Since the late 1970s, most states have chosen to reimburse nursing homes on the basis of a rate-setting methodology known as "individual facility-specific prospective payment". Rates are based on each facility's prior year expenditures, with limits for particular cost items (e.g. nursing, administration, physical plant maintenance, etc.) being set according to some per centile of average costs across all facilities. The resulting rates are then projected forward for the payment year according to a fixed adjustment for allowable price inflation. Evaluation research indicates that such reimbursement methods do create strong incentives for facilities to economise, while, at the same time, prohibiting them from generating profits by cutting back on necessary services.

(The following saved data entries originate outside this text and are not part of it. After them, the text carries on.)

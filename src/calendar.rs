use chrono::{Datelike, Duration, NaiveDate, Weekday};


/// How a date column is written in a source file.
#[derive(Debug, Clone, Copy, PartialEq, Eq)]
pub enum DateFormat {
	/// `2020-03-27`
	Iso,
	/// `2020-03-27 00:00:00` or `2020/03/27 00:00:00`
	IsoDateTime,
	/// `27/03/2020`
	DayMonthYear,
	/// `27-Mar-20` or `27-Mar-2020`
	DayMonthName,
	/// `2020-W13`, placed on the given weekday of that ISO week
	IsoWeek(Weekday),
	/// milliseconds since the unix epoch, as found in JSON payloads
	EpochMillis,
	/// try every textual format in turn
	Auto,
}

fn parse_iso(s: &str) -> Option<NaiveDate> {
	NaiveDate::parse_from_str(s, "%Y-%m-%d").ok()
}

fn parse_iso_datetime(s: &str) -> Option<NaiveDate> {
	if s.len() != 19 || !s.is_char_boundary(10) {
		return None
	}
	let s = s[..10].replace("/", "-");
	parse_iso(&s)
}

fn parse_day_month_year(s: &str) -> Option<NaiveDate> {
	NaiveDate::parse_from_str(s, "%d/%m/%Y").ok()
}

fn parse_day_month_name(s: &str) -> Option<NaiveDate> {
	let (_, _, year) = {
		let mut parts = s.splitn(3, '-');
		(parts.next()?, parts.next()?, parts.next()?)
	};
	if year.len() == 2 {
		NaiveDate::parse_from_str(s, "%d-%b-%y").ok()
	} else {
		NaiveDate::parse_from_str(s, "%d-%b-%Y").ok()
	}
}

fn parse_iso_week(s: &str, weekday: Weekday) -> Option<NaiveDate> {
	let (year, week) = s.split_once("-W")?;
	let year = year.parse::<i32>().ok()?;
	let week = week.parse::<u32>().ok()?;
	NaiveDate::from_isoywd_opt(year, week, weekday)
}

fn parse_epoch_millis(s: &str) -> Option<NaiveDate> {
	let ms = match s.parse::<i64>() {
		Ok(v) => v,
		Err(_) => {
			let v = s.parse::<f64>().ok()?;
			if !v.is_finite() {
				return None
			}
			v as i64
		},
	};
	let days = ms.div_euclid(86_400_000);
	epoch().checked_add_signed(Duration::days(days))
}

fn epoch() -> NaiveDate {
	NaiveDate::from_ymd(1970, 1, 1)
}

/// Parse `s` according to `format`, returning `None` if it does not match.
pub fn parse_date(s: &str, format: DateFormat) -> Option<NaiveDate> {
	let s = s.trim();
	match format {
		DateFormat::Iso => parse_iso(s),
		DateFormat::IsoDateTime => parse_iso_datetime(s),
		DateFormat::DayMonthYear => parse_day_month_year(s),
		DateFormat::DayMonthName => parse_day_month_name(s),
		DateFormat::IsoWeek(wd) => parse_iso_week(s, wd),
		DateFormat::EpochMillis => parse_epoch_millis(s),
		DateFormat::Auto => parse_iso(s)
			.or_else(|| parse_iso_datetime(s))
			.or_else(|| parse_day_month_year(s))
			.or_else(|| parse_day_month_name(s)),
	}
}

/// The first date on or after `date` falling on `weekday`.
pub fn week_ending(date: NaiveDate, weekday: Weekday) -> NaiveDate {
	let target = weekday.num_days_from_monday() as i64;
	let current = date.weekday().num_days_from_monday() as i64;
	date + Duration::days((target - current).rem_euclid(7))
}


/// A regular time axis of `len` slots, `step` days apart.
#[derive(Debug, Clone, Copy, PartialEq, Eq)]
pub struct Calendar {
	start: NaiveDate,
	step: i64,
	len: usize,
}

impl Calendar {
	/// Axis covering `start..end` (exclusive) in steps of `step` days.
	pub fn new(start: NaiveDate, end: NaiveDate, step: u32) -> Self {
		assert!(step > 0);
		let step = step as i64;
		let days = (end - start).num_days();
		let len = if days <= 0 {
			0
		} else {
			((days + step - 1) / step) as usize
		};
		Self{start, step, len}
	}

	/// Smallest axis starting at the earliest date and including the latest.
	pub fn spanning<I: IntoIterator<Item = NaiveDate>>(dates: I, step: u32) -> Option<Self> {
		let mut bounds: Option<(NaiveDate, NaiveDate)> = None;
		for d in dates {
			bounds = Some(match bounds {
				None => (d, d),
				Some((lo, hi)) => (lo.min(d), hi.max(d)),
			});
		}
		let (lo, hi) = bounds?;
		Some(Self::new(lo, hi + Duration::days(1), step))
	}

	#[inline(always)]
	pub fn index_of(&self, date: NaiveDate) -> Option<usize> {
		let days = (date - self.start).num_days();
		if days < 0 || days % self.step != 0 {
			return None
		}
		let i = (days / self.step) as usize;
		if i >= self.len {
			return None
		}
		Some(i)
	}

	#[inline(always)]
	pub fn date_at(&self, i: usize) -> Option<NaiveDate> {
		if i >= self.len {
			return None
		}
		Some(self.start + Duration::days(i as i64 * self.step))
	}

	#[inline(always)]
	pub fn start(&self) -> NaiveDate {
		self.start
	}

	#[inline(always)]
	pub fn step(&self) -> i64 {
		self.step
	}

	#[inline(always)]
	pub fn len(&self) -> usize {
		self.len
	}

	pub fn is_empty(&self) -> bool {
		self.len == 0
	}

	pub fn dates(&self) -> impl Iterator<Item = NaiveDate> + '_ {
		(0..self.len).filter_map(move |i| self.date_at(i))
	}
}
use std::fmt;
use std::path::Path;

use chrono::{Duration, NaiveDate};

use log::{debug, info};

use plotters::coord::Shift;
use plotters::prelude::*;

use super::aggregate::Pivot;
use super::chart::{Chart, Layer, Marker};
use super::error::{AtStage, ErrorKind, Error, Result, Stage};


fn render_err<E: fmt::Debug>(e: E) -> Error {
	ErrorKind::Render(format!("{:?}", e)).at(Stage::Render)
}

fn day_offset(origin: NaiveDate, d: NaiveDate) -> f64 {
	(d - origin).num_days() as f64
}

fn date_label(origin: NaiveDate, x: f64) -> String {
	(origin + Duration::days(x.round() as i64)).format("%d %b %y").to_string()
}

/// Slot width of a pivot in days, taken from its first two dates.
fn slot_days(p: &Pivot) -> f64 {
	match p.dates() {
		[a, b, ..] => ((*b - *a).num_days().max(1)) as f64,
		_ => 1.,
	}
}

/// Colour for `t` in `[0, 1]`, from blue (low) to red (high).
fn heat(t: f64) -> HSLColor {
	let t = if t.is_finite() { t.max(0.).min(1.) } else { 0. };
	HSLColor(0.66 * (1. - t), 0.85, 0.5)
}

/// Runs of consecutive present values, so that gaps break the line.
fn present_runs(p: &Pivot, group: usize, origin: NaiveDate) -> Vec<Vec<(f64, f64)>> {
	let mut runs = Vec::new();
	let mut current = Vec::new();
	for (d, v) in p.column(group) {
		match v {
			Some(v) if v.is_finite() => current.push((day_offset(origin, d), v)),
			_ => {
				if !current.is_empty() {
					runs.push(std::mem::take(&mut current));
				}
			},
		}
	}
	if !current.is_empty() {
		runs.push(current);
	}
	runs
}


fn draw_lines<DB: DrawingBackend>(
	area: &DrawingArea<DB, Shift>,
	chart: &Chart,
	pivot: &Pivot,
	origin: NaiveDate,
	x_end: f64,
) -> Result<()> {
	let (lo, hi) = pivot.value_range().unwrap_or((0., 1.));
	let y_lo = lo.min(0.);
	let y_hi = if hi > y_lo { hi * 1.05 } else { y_lo + 1. };
	let format_x = |x: &f64| date_label(origin, *x);

	let mut cc = ChartBuilder::on(area)
		.margin(10)
		.x_label_area_size(40)
		.y_label_area_size(60)
		.build_cartesian_2d(0f64..x_end, y_lo..y_hi)
		.map_err(render_err)?;
	cc.configure_mesh()
		.x_desc(chart.get_x_label())
		.y_desc(chart.get_y_label())
		.x_label_formatter(&format_x)
		.draw()
		.map_err(render_err)?;

	for (i, group) in pivot.groups().iter().enumerate() {
		let color = Palette99::pick(i).to_rgba();
		for (j, run) in present_runs(pivot, i, origin).into_iter().enumerate() {
			let anno = cc.draw_series(LineSeries::new(run, color.stroke_width(2))).map_err(render_err)?;
			if j == 0 {
				anno.label(group.to_string())
					.legend(move |(x, y)| PathElement::new(vec![(x, y), (x + 20, y)], color.stroke_width(2)));
			}
		}
	}

	for Marker{date, label} in chart.markers() {
		let x = day_offset(origin, *date);
		debug!("marker {} at {}", label, date);
		cc.draw_series(std::iter::once(PathElement::new(vec![(x, y_lo), (x, y_hi)], BLACK.stroke_width(1))))
			.map_err(render_err)?;
	}

	cc.configure_series_labels()
		.position(SeriesLabelPosition::UpperRight)
		.background_style(&WHITE.mix(0.8))
		.border_style(&BLACK)
		.draw()
		.map_err(render_err)?;
	Ok(())
}


fn draw_tiles<DB: DrawingBackend>(
	area: &DrawingArea<DB, Shift>,
	chart: &Chart,
	pivot: &Pivot,
	origin: NaiveDate,
	x_end: f64,
) -> Result<()> {
	let n = pivot.groups().len() as i32;
	let (lo, hi) = pivot.value_range().unwrap_or((0., 1.));
	let span = if hi > lo { hi - lo } else { 1. };
	let width = slot_days(pivot);
	let groups = pivot.groups().to_vec();
	// the first group in category order is drawn at the top
	let format_y = move |v: &SegmentValue<i32>| match v {
		SegmentValue::CenterOf(i) if *i >= 0 && *i < n => groups[(n - 1 - *i) as usize].to_string(),
		_ => String::new(),
	};
	let format_x = |x: &f64| date_label(origin, *x);

	let mut cc = ChartBuilder::on(area)
		.margin(10)
		.x_label_area_size(40)
		.y_label_area_size(120)
		.build_cartesian_2d(0f64..x_end, (0..n).into_segmented())
		.map_err(render_err)?;
	cc.configure_mesh()
		.disable_mesh()
		.x_desc(chart.get_x_label())
		.y_labels(n.max(1) as usize)
		.x_label_formatter(&format_x)
		.y_label_formatter(&format_y)
		.draw()
		.map_err(render_err)?;

	for gi in 0..pivot.groups().len() {
		let row = n - 1 - gi as i32;
		let tiles = pivot.column(gi).filter_map(|(d, v)| {
			let v = v.filter(|v| v.is_finite())?;
			let x = day_offset(origin, d) - width / 2.;
			Some(Rectangle::new(
				[(x, SegmentValue::Exact(row)), (x + width, SegmentValue::Exact(row + 1))],
				heat((v - lo) / span).filled(),
			))
		});
		cc.draw_series(tiles).map_err(render_err)?;
	}

	for Marker{date, ..} in chart.markers() {
		let x = day_offset(origin, *date);
		cc.draw_series(std::iter::once(PathElement::new(
			vec![(x, SegmentValue::Exact(0)), (x, SegmentValue::Exact(n))],
			BLACK.stroke_width(2),
		))).map_err(render_err)?;
	}
	Ok(())
}


/// Draw `chart` into an SVG file at `path`, one panel per layer.
pub fn render_svg<P: AsRef<Path>>(chart: &Chart, path: P) -> Result<()> {
	let path = path.as_ref();
	if let Some(parent) = path.parent() {
		if !parent.as_os_str().is_empty() {
			std::fs::create_dir_all(parent).at_stage(Stage::Render)?;
		}
	}
	let layers = chart.ordered_layers();
	let (origin, last) = match chart.date_span() {
		Some(span) => span,
		None => return Err(ErrorKind::Render("chart has no data".into()).at(Stage::Render)),
	};
	let x_end = day_offset(origin, last) + layers.iter().map(|l| slot_days(l.pivot())).fold(1., f64::max);

	{
		let root = SVGBackend::new(path, chart.get_size()).into_drawing_area();
		root.fill(&WHITE).map_err(render_err)?;
		let root = root.titled(chart.title(), ("sans-serif", 24)).map_err(render_err)?;
		let panels = root.split_evenly((layers.len(), 1));
		for (layer, panel) in layers.iter().zip(panels.iter()) {
			match layer {
				Layer::Lines(p) => draw_lines(panel, chart, p, origin, x_end)?,
				Layer::Tiles(p) => draw_tiles(panel, chart, p, origin, x_end)?,
			}
		}
		root.present().map_err(render_err)?;
	}
	info!("wrote chart {:?} to {}", chart.title(), path.display());
	Ok(())
}


#[cfg(test)]
mod tests {
	use super::*;
	use crate::aggregate::pivot;
	use crate::observation::Observation;

	fn d(m: u32, day: u32) -> NaiveDate {
		NaiveDate::from_ymd_opt(2020, m, day).unwrap()
	}

	fn sample() -> Pivot {
		pivot(&[
			Observation::new("A", d(3, 6), Some(1.)),
			Observation::new("A", d(3, 13), None),
			Observation::new("A", d(3, 20), Some(3.)),
			Observation::new("A", d(3, 27), Some(4.)),
			Observation::new("B", d(3, 6), Some(2.)),
		])
	}

	#[test]
	fn gaps_split_line_runs() {
		let runs = present_runs(&sample(), 0, d(3, 6));
		assert_eq!(runs, vec![vec![(0., 1.)], vec![(14., 3.), (21., 4.)]]);
		assert_eq!(slot_days(&sample()), 7.);
	}

	#[test]
	fn heat_clamps_input() {
		assert_eq!(heat(-1.).0, heat(0.).0);
		assert_eq!(heat(2.).0, heat(1.).0);
		assert_eq!(heat(f64::NAN).0, heat(0.).0);
		assert!(heat(0.).0 > heat(1.).0);
	}

	#[test]
	fn renders_both_layer_kinds_to_svg() {
		let dir = tempfile::tempdir().unwrap();
		let path = dir.path().join("out").join("chart.svg");
		let chart = Chart::new("test")
			.x_label("week ending")
			.y_label("rate")
			.with_layer(Layer::Lines(sample()))
			.with_layer(Layer::Tiles(sample()))
			.with_marker(d(3, 20), "cutoff")
			.with_category_order(&["B".into(), "A".into()]);
		render_svg(&chart, &path).unwrap();
		let svg = std::fs::read_to_string(&path).unwrap();
		assert!(svg.starts_with("<svg"));
		assert!(svg.contains("test"));
	}

	#[test]
	fn empty_chart_is_a_render_error() {
		let dir = tempfile::tempdir().unwrap();
		let err = render_svg(&Chart::new("empty"), dir.path().join("x.svg")).unwrap_err();
		assert_eq!(err.stage(), Stage::Render);
	}
}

The widespread adoption of this payment methodology is credited with holding down annual nursing home cost increases to rates only slightly above general price inflation throughout the 1980s (Holohan, 1985), while, in contrast, cost increases for acute medical services continued to go up at rates considered much more alarming (OECD, 1992).

In recent years, the federal government has sponsored state experimentation with alternative payment methodologies; most notably, "case-mix-related reimbursement" which adjusts payment rates to account for differential needs of patients with different levels of functional disability and types of medical conditions. In several states, the experimentation has concluded and been judged sufficiently favourably that some version of case-mix-related reimbursement has been adopted as the new payment system. There are versions of case-mix reimbursement in use in around one-third of the states (Swan et al., 1993).

Payment for home and community-based services

Reimbursement for home and community-based long-term care services is typically made on a per visit or hourly basis. Medicare reimbursement rates are set nationally (with regional adjustments for labour costs) according to a retrospective, cost- based system (up to limits based on average HHA costs). Under Medicaid, most states aim to set fees based on the lowest payment rate they believe they can offer and still attract an adequate number of qualified providers. States do not necessarily obtain cost data from providers during this process, and in states that use agency services exclusively, competitive bidding has become an increasingly popular method of contracting for home health and home care services, and, therefore, of price-setting.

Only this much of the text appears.